(Dataset entries)
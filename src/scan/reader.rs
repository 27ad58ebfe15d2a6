//! Reading files out of a checkout without escaping it.

use crate::error::{ExplorerError, Result};
use crate::utils::{decode_text, normalize_path};
use std::fs;
use std::path::{Component, Path, PathBuf};

/// Join `rel` onto `root`, rejecting anything that could leave the root.
///
/// The check is purely lexical and never touches the filesystem: empty
/// paths, absolute paths, drive prefixes and `..` segments are all
/// `InvalidPath`. Both `/` and `\` are treated as separators.
pub fn resolve_in_repo(root: &Path, rel: &str) -> Result<PathBuf> {
    let normalized = normalize_path(rel);
    if normalized.trim().is_empty() {
        return Err(ExplorerError::invalid_path("file path is empty"));
    }
    if normalized.starts_with('/') {
        return Err(ExplorerError::invalid_path(format!("absolute paths are not allowed: {rel}")));
    }

    let mut resolved = root.to_path_buf();
    for component in Path::new(&normalized).components() {
        match component {
            Component::Normal(part) => resolved.push(part),
            Component::CurDir => {}
            Component::ParentDir => {
                return Err(ExplorerError::invalid_path(format!(
                    "parent directory segments are not allowed: {rel}"
                )));
            }
            Component::RootDir | Component::Prefix(_) => {
                return Err(ExplorerError::invalid_path(format!(
                    "absolute paths are not allowed: {rel}"
                )));
            }
        }
    }

    if resolved == root {
        return Err(ExplorerError::invalid_path(format!("path names the repository root: {rel}")));
    }
    Ok(resolved)
}

/// Read a file below `root` as text.
///
/// - traversal attempts → `InvalidPath` (checked before any I/O)
/// - missing target → `NotFound`
/// - directories and other I/O failures → `Read`
/// - symlinks resolving outside `root` → `InvalidPath`
pub fn read_repo_file(root: &Path, rel: &str) -> Result<String> {
    let bytes = read_repo_bytes(root, rel)?;
    Ok(decode_text(&bytes))
}

/// Raw bytes variant of [`read_repo_file`].
pub fn read_repo_bytes(root: &Path, rel: &str) -> Result<Vec<u8>> {
    let path = resolve_in_repo(root, rel)?;

    let metadata = fs::metadata(&path).map_err(|e| ExplorerError::from_io(rel, e))?;
    if metadata.is_dir() {
        return Err(ExplorerError::read(
            rel,
            std::io::Error::new(std::io::ErrorKind::Other, "Cannot read directory as file"),
        ));
    }

    let canonical_root = root.canonicalize().map_err(|e| ExplorerError::read(root, e))?;
    let canonical = path.canonicalize().map_err(|e| ExplorerError::from_io(rel, e))?;
    if !canonical.starts_with(&canonical_root) {
        return Err(ExplorerError::invalid_path(format!(
            "path resolves outside the repository: {rel}"
        )));
    }

    fs::read(&canonical).map_err(|e| ExplorerError::from_io(rel, e))
}

#[cfg(test)]
mod tests {
    use super::*;
    use tempfile::TempDir;

    fn repo() -> TempDir {
        let tmp = TempDir::new().unwrap();
        fs::create_dir_all(tmp.path().join("src")).unwrap();
        fs::write(tmp.path().join("src/index.ts"), "export const x = 1;\n").unwrap();
        tmp
    }

    #[test]
    fn test_reads_nested_file() {
        let tmp = repo();
        let content = read_repo_file(tmp.path(), "src/index.ts").unwrap();
        assert_eq!(content, "export const x = 1;\n");

        let content = read_repo_file(tmp.path(), "./src/index.ts").unwrap();
        assert_eq!(content, "export const x = 1;\n");
    }

    #[test]
    fn test_traversal_is_invalid_path_even_when_target_exists() {
        let tmp = repo();
        let root = tmp.path().join("src");
        fs::write(tmp.path().join("secret.txt"), "s3cr3t").unwrap();

        for rel in ["../secret.txt", "../../etc/passwd", "src/../../x", "..\\secret.txt", ".."] {
            let err = read_repo_file(&root, rel).unwrap_err();
            assert!(matches!(err, ExplorerError::InvalidPath(_)), "{rel}: {err:?}");
        }
    }

    #[test]
    fn test_traversal_rejected_without_touching_filesystem() {
        let missing_root = Path::new("/definitely/not/a/real/root");
        let err = read_repo_file(missing_root, "../../etc/passwd").unwrap_err();
        assert!(matches!(err, ExplorerError::InvalidPath(_)));
    }

    #[test]
    fn test_absolute_and_empty_paths_rejected() {
        let tmp = repo();
        for rel in ["/etc/passwd", "", "   ", "."] {
            let err = read_repo_file(tmp.path(), rel).unwrap_err();
            assert!(matches!(err, ExplorerError::InvalidPath(_)), "{rel:?}: {err:?}");
        }
    }

    #[test]
    fn test_missing_file_is_not_found() {
        let tmp = repo();
        let err = read_repo_file(tmp.path(), "src/missing.ts").unwrap_err();
        assert!(matches!(err, ExplorerError::NotFound(_)));
    }

    #[test]
    fn test_directory_is_read_error() {
        let tmp = repo();
        let err = read_repo_file(tmp.path(), "src").unwrap_err();
        assert!(matches!(err, ExplorerError::Read { .. }), "got {err:?}");
    }

    #[cfg(unix)]
    #[test]
    fn test_symlink_escape_is_invalid_path() {
        let tmp = repo();
        let outside = TempDir::new().unwrap();
        fs::write(outside.path().join("secret.txt"), "s3cr3t").unwrap();
        std::os::unix::fs::symlink(outside.path().join("secret.txt"), tmp.path().join("link"))
            .unwrap();

        let err = read_repo_file(tmp.path(), "link").unwrap_err();
        assert!(matches!(err, ExplorerError::InvalidPath(_)));
    }

    #[test]
    fn test_invalid_utf8_is_replaced_not_rejected() {
        let tmp = repo();
        fs::write(tmp.path().join("latin1.txt"), [b'c', b'a', b'f', 0xe9]).unwrap();
        let content = read_repo_file(tmp.path(), "latin1.txt").unwrap();
        assert!(content.starts_with("caf"));
    }
}
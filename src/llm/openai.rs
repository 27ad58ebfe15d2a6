//! OpenAI-compatible chat completion provider.

use crate::domain::Config;
use crate::error::{ExplorerError, Result};
use crate::llm::sse::{SseDecoder, SseEvent};
use crate::llm::{ChatMessage, CompletionProvider, CompletionRequest, TokenStream};
use async_trait::async_trait;
use futures::stream::{self, StreamExt, TryStreamExt};
use reqwest::Client;
use serde::{Deserialize, Serialize};
use std::collections::VecDeque;
use std::time::Duration;

/// Talks to `{base_url}/chat/completions` with bearer authentication.
pub struct OpenAiProvider {
    client: Client,
    api_key: Option<String>,
    base_url: String,
    model: String,
}

impl OpenAiProvider {
    pub fn new(api_key: Option<String>, model: impl Into<String>, timeout: Duration) -> Self {
        let client = Client::builder().timeout(timeout).build().unwrap_or_else(|e| {
            tracing::error!(error = %e, "Failed to build HTTP client with custom timeout, using default client");
            Client::new()
        });

        Self {
            client,
            api_key,
            base_url: "https://api.openai.com/v1".to_string(),
            model: model.into(),
        }
    }

    pub fn from_config(config: &Config) -> Self {
        Self::new(
            config.resolved_llm_api_key(),
            config.llm_model.clone(),
            Duration::from_secs(config.llm_timeout_secs),
        )
        .with_base_url(config.llm_base_url.clone())
    }

    /// Set custom base URL
    pub fn with_base_url(mut self, base_url: impl Into<String>) -> Self {
        self.base_url = base_url.into().trim_end_matches('/').to_string();
        self
    }

    fn chat_url(&self) -> String {
        format!("{}/chat/completions", self.base_url)
    }

    fn to_openai_request(&self, request: &CompletionRequest, stream: bool) -> OpenAiRequest {
        OpenAiRequest {
            model: self.model.clone(),
            messages: request.messages.clone(),
            temperature: request.temperature,
            max_tokens: request.max_tokens,
            stream: stream.then_some(true),
        }
    }

    async fn send(&self, body: &OpenAiRequest) -> Result<reqwest::Response> {
        let api_key = self.api_key.as_deref().ok_or_else(|| {
            ExplorerError::upstream(None, "OPENAI_API_KEY is not defined in environment variables")
        })?;

        tracing::debug!(model = %body.model, stream = body.stream.unwrap_or(false), "Sending completion request");

        let response = self
            .client
            .post(self.chat_url())
            .bearer_auth(api_key)
            .json(body)
            .send()
            .await?;

        if !response.status().is_success() {
            let status = response.status();
            let text = response.text().await.unwrap_or_default();
            tracing::error!(status = %status, "Completion API error: {}", text);
            return Err(ExplorerError::upstream(
                Some(status.as_u16()),
                format!("API error {status}: {text}"),
            ));
        }

        Ok(response)
    }
}

#[async_trait]
impl CompletionProvider for OpenAiProvider {
    async fn complete(&self, request: CompletionRequest) -> Result<String> {
        let body = self.to_openai_request(&request, false);
        let response: OpenAiResponse = self.send(&body).await?.json().await?;

        response
            .choices
            .into_iter()
            .next()
            .and_then(|choice| choice.message.content)
            .ok_or_else(|| ExplorerError::upstream(None, "No content in response"))
    }

    async fn complete_stream(&self, request: CompletionRequest) -> Result<TokenStream> {
        let body = self.to_openai_request(&request, true);
        let response = self.send(&body).await?;
        let bytes = response.bytes_stream().map_err(ExplorerError::from).boxed();

        let state = (bytes, SseDecoder::new(), VecDeque::<String>::new(), false);
        let tokens = stream::unfold(state, |(mut bytes, mut decoder, mut ready, mut done)| async move {
            loop {
                if let Some(text) = ready.pop_front() {
                    return Some((Ok(text), (bytes, decoder, ready, done)));
                }
                if done {
                    return None;
                }

                match bytes.next().await {
                    Some(Ok(chunk)) => {
                        for event in decoder.push(&chunk) {
                            match event {
                                SseEvent::Delta(text) => ready.push_back(text),
                                SseEvent::Done => done = true,
                            }
                        }
                    }
                    Some(Err(e)) => return Some((Err(e), (bytes, decoder, ready, true))),
                    None => {
                        if let Some(SseEvent::Delta(text)) = decoder.finish() {
                            ready.push_back(text);
                        }
                        done = true;
                    }
                }
            }
        });

        Ok(tokens.boxed())
    }
}

#[derive(Debug, Serialize)]
struct OpenAiRequest {
    model: String,
    messages: Vec<ChatMessage>,
    #[serde(skip_serializing_if = "Option::is_none")]
    temperature: Option<f64>,
    #[serde(skip_serializing_if = "Option::is_none")]
    max_tokens: Option<u32>,
    #[serde(skip_serializing_if = "Option::is_none")]
    stream: Option<bool>,
}

#[derive(Debug, Deserialize)]
struct OpenAiResponse {
    choices: Vec<OpenAiChoice>,
}

#[derive(Debug, Deserialize)]
struct OpenAiChoice {
    message: OpenAiMessage,
}

#[derive(Debug, Deserialize)]
struct OpenAiMessage {
    content: Option<String>,
}
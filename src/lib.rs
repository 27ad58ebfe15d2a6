//! repo-explorer: browse GitHub repositories through a small JSON API
//!
//! Clones repositories into a scratch directory, serves their file trees and
//! file contents without letting callers escape the checkout, computes
//! language statistics, and hands the interesting parts to a chat model for
//! summaries and questions.

pub mod cli;
pub mod config;
pub mod domain;
pub mod error;
pub mod fetch;
pub mod github_api;
pub mod important;
pub mod llm;
pub mod scan;
pub mod server;
pub mod stats;
pub mod utils;

pub use error::{ExplorerError, Result};
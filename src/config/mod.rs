//! Configuration loading and merging
//!
//! Precedence, lowest to highest: defaults, config file, `REPO_EXPLORER_*`
//! environment variables, command-line flags.

pub mod loader;

pub use loader::{load_config, ENV_PREFIX};

use crate::domain::{ClonePolicy, Config};
use std::path::PathBuf;

/// Values given on the command line; `None` leaves the loaded value alone.
#[derive(Debug, Clone, Default)]
pub struct CliOverrides {
    pub bind: Option<String>,
    pub scratch_root: Option<PathBuf>,
    pub clone_policy: Option<ClonePolicy>,
    pub llm_model: Option<String>,
}

impl CliOverrides {
    pub fn apply(self, mut config: Config) -> Config {
        if let Some(bind) = self.bind {
            config.bind = bind;
        }
        if let Some(root) = self.scratch_root {
            config.scratch_root = root;
        }
        if let Some(policy) = self.clone_policy {
            config.clone_policy = policy;
        }
        if let Some(model) = self.llm_model {
            config.llm_model = model;
        }
        config
    }
}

**TASK ITEM**
What lines in the entries above include the string "body"? Return each one.

**WRITTEN ANSWER**
    async fn send(&self, body: &OpenAiRequest) -> Result<reqwest::Response> {
        tracing::debug!(model = %body.model, stream = body.stream.unwrap_or(false), "Sending completion request");
            .json(body)
        let body = self.to_openai_request(&request, false);
        let response: OpenAiResponse = self.send(&body).await?.json().await?;
        let body = self.to_openai_request(&request, true);
        let response = self.send(&body).await?;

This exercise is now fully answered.